Plusieurs éléments déficients de l’organisation du travail liés à la prévention et au contrôle des infections (PCI) ont été rapportés par les participants :

  • Une forte proportion (44 %) n’a reçu aucune formation ou a seulement reçu de l’information écrite ou affichée sur la PCI.
  • De nombreux participants ont signalé dans leurs commentaires avoir reçu des recommandations incohérentes et confuses en raison des changements fréquents, de problèmes d’harmonisation entre services et installations, rendant difficile le respect des mesures en PCI.
  • Entre 20 % à 30 % rapportent avoir travaillé dans plus d’une installation durant la période étudiée, et 10 % ont travaillé dans 3 installations différentes et plus. Ce mouvement de personnel était notamment associé à la précarité de certains emplois et au manque de personnel.
  • Lors de soins à des patients suspectés ou confirmés COVID-19, 40 % d’entre eux n’ont pas toujours porté l’équipement de protection individuelle (ÉPI) durant les premières semaines de la pandémie. Ce pourcentage diminue à 10 % à la fin de la période étudiée.
  • Les principales raisons évoquées pour ne pas porter l’équipement de protection individuelle sont le manque d’équipement ou la difficulté d’accès à l’équipement. Il est également arrivé que l’équipement soit inadapté ou de mauvaise qualité.
  • Quatre-vingt-huit pour cent (88 %) rapportent se laver de façon systématique les mains après chaque contact avec un patient. Pour ceux qui rapportent ne pas l’avoir toujours fait, les principales raisons évoquées sont le manque de matériel (ex. lavabo ou solution hydroalcoolique), la charge de travail et le manque de temps.
  • Les participants ont relevé des problèmes d’accès aux tests diagnostiques, de manque de fiabilité des résultats et des délais de réponses ayant, selon eux, contribué à la transmission du virus.
  • Des problèmes de leadership et de gestion locale de la pandémie ont été déplorés par de nombreux participants en raison d’un manque de transparence, de communication, d’écoute, de soutien.
  • En début de pandémie, moins du tiers pratiquent systématiquement la distanciation physique avec les autres travailleurs de la santé durant les repas ou portent toujours un masque s’ils sont à moins de 2 mètres de leurs collègues. Ce pourcentage demeure en bas de 60 % à la fin de la période étudiée. Le non-respect de la distanciation physique était expliqué dans certains commentaires par les contraintes de l’environnement physique (ex. : travail collectif dans un local étroit).

Autres résultats 

  • 2,5 % des participants ont été hospitalisés à cause de leur COVID-19. Près des deux tiers ont subi une perte d’odorat ou de goût. L’arrêt de travail dû à la COVID-19 a duré environ un mois.
  • La COVID-19 s’est transmise à près d’un tiers des membres des ménages des travailleurs ayant participé à l’étude.
  • La pandémie de COVID-19 et les problèmes rencontrés par les travailleurs de la santé ont eu un impact émotionnel sur ces travailleurs qui s’est traduit par un sentiment d’abandon, de la détresse psychologique, de la culpabilité d’avoir infecté une personne de l’entourage professionnel ou personnel (parfois décédé), de la frustration et aussi de la colère.

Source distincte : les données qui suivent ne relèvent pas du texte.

// crates/miniapp-core/src/core/identifiers.rs
// ============================================================================
// Module: Miniapp Identifiers
// Description: Opaque identifiers for tenants and their apps.
// Purpose: Provide strongly typed, serializable identifiers with stable wire forms.
// Dependencies: serde
// ============================================================================

//! ## Overview
//! Tenants are identified by a 1-based numeric [`UserId`]; the reserved value
//! `1` is the administrator. Apps are identified by a tenant-chosen
//! [`AppSlug`] which is only unique within its owning tenant.

// ============================================================================
// SECTION: Imports
// ============================================================================

use std::fmt;
use std::num::NonZeroU64;

use serde::Deserialize;
use serde::Serialize;

// ============================================================================
// SECTION: Identifier Types
// ============================================================================

/// Tenant (user) identifier.
///
/// # Invariants
/// - Always >= 1 (non-zero, 1-based).
/// - [`UserId::ADMIN`] (`1`) is the permanently privileged identity.
#[derive(Debug, Clone, Copy, PartialEq, Eq, Hash, PartialOrd, Ord, Serialize, Deserialize)]
#[serde(transparent)]
pub struct UserId(NonZeroU64);

impl UserId {
    /// Reserved administrator identity.
    pub const ADMIN: Self = Self(NonZeroU64::MIN);

    /// Creates a new user identifier from a non-zero value.
    #[must_use]
    pub const fn new(id: NonZeroU64) -> Self {
        Self(id)
    }

    /// Creates a user identifier from a raw value (returns `None` if zero).
    #[must_use]
    pub fn from_raw(raw: u64) -> Option<Self> {
        NonZeroU64::new(raw).map(Self)
    }

    /// Creates a user identifier from a signed database value.
    ///
    /// Returns `None` for zero or negative values.
    #[must_use]
    pub fn from_i64(raw: i64) -> Option<Self> {
        u64::try_from(raw).ok().and_then(Self::from_raw)
    }

    /// Returns the raw identifier value (always >= 1).
    #[must_use]
    pub const fn get(self) -> u64 {
        self.0.get()
    }

    /// Returns the identifier as a signed database value.
    #[must_use]
    pub fn as_i64(self) -> i64 {
        i64::try_from(self.0.get()).unwrap_or(i64::MAX)
    }

    /// Returns true for the reserved administrator identity.
    #[must_use]
    pub const fn is_admin(self) -> bool {
        self.0.get() == Self::ADMIN.0.get()
    }
}

impl fmt::Display for UserId {
    fn fmt(&self, f: &mut fmt::Formatter<'_>) -> fmt::Result {
        self.0.get().fmt(f)
    }
}

/// Tenant-chosen app identifier.
///
/// # Invariants
/// - Unique only within a single owning tenant; `(slug, user_id)` is the key.
/// - Construction does not validate; use [`crate::InputLimits::slug`] at trust
///   boundaries.
#[derive(Debug, Clone, PartialEq, Eq, Hash, PartialOrd, Ord, Serialize, Deserialize)]
#[serde(transparent)]
pub struct AppSlug(String);

impl AppSlug {
    /// Creates a slug without validation.
    #[must_use]
    pub fn new(slug: impl Into<String>) -> Self {
        Self(slug.into())
    }

    /// Returns the slug as a string slice.
    #[must_use]
    pub fn as_str(&self) -> &str {
        &self.0
    }
}

impl fmt::Display for AppSlug {
    fn fmt(&self, f: &mut fmt::Formatter<'_>) -> fmt::Result {
        f.write_str(&self.0)
    }
}

impl AsRef<str> for AppSlug {
    fn as_ref(&self) -> &str {
        &self.0
    }
}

Par voie d’un communiqué de presse, le ministère de la Santé et des Services sociaux (MSSS) a dit prendre acte du rapport d’enquête en rappelant que «d’importantes leçons ont été tirées de la première vague de la pandémie. C’est pourquoi il appert important de rappeler que de nombreuses actions ont été déployées au cours des derniers mois afin de préparer efficacement le réseau pour la deuxième vague qui affecte présentement le Québec et d’assurer la sécurité du personnel».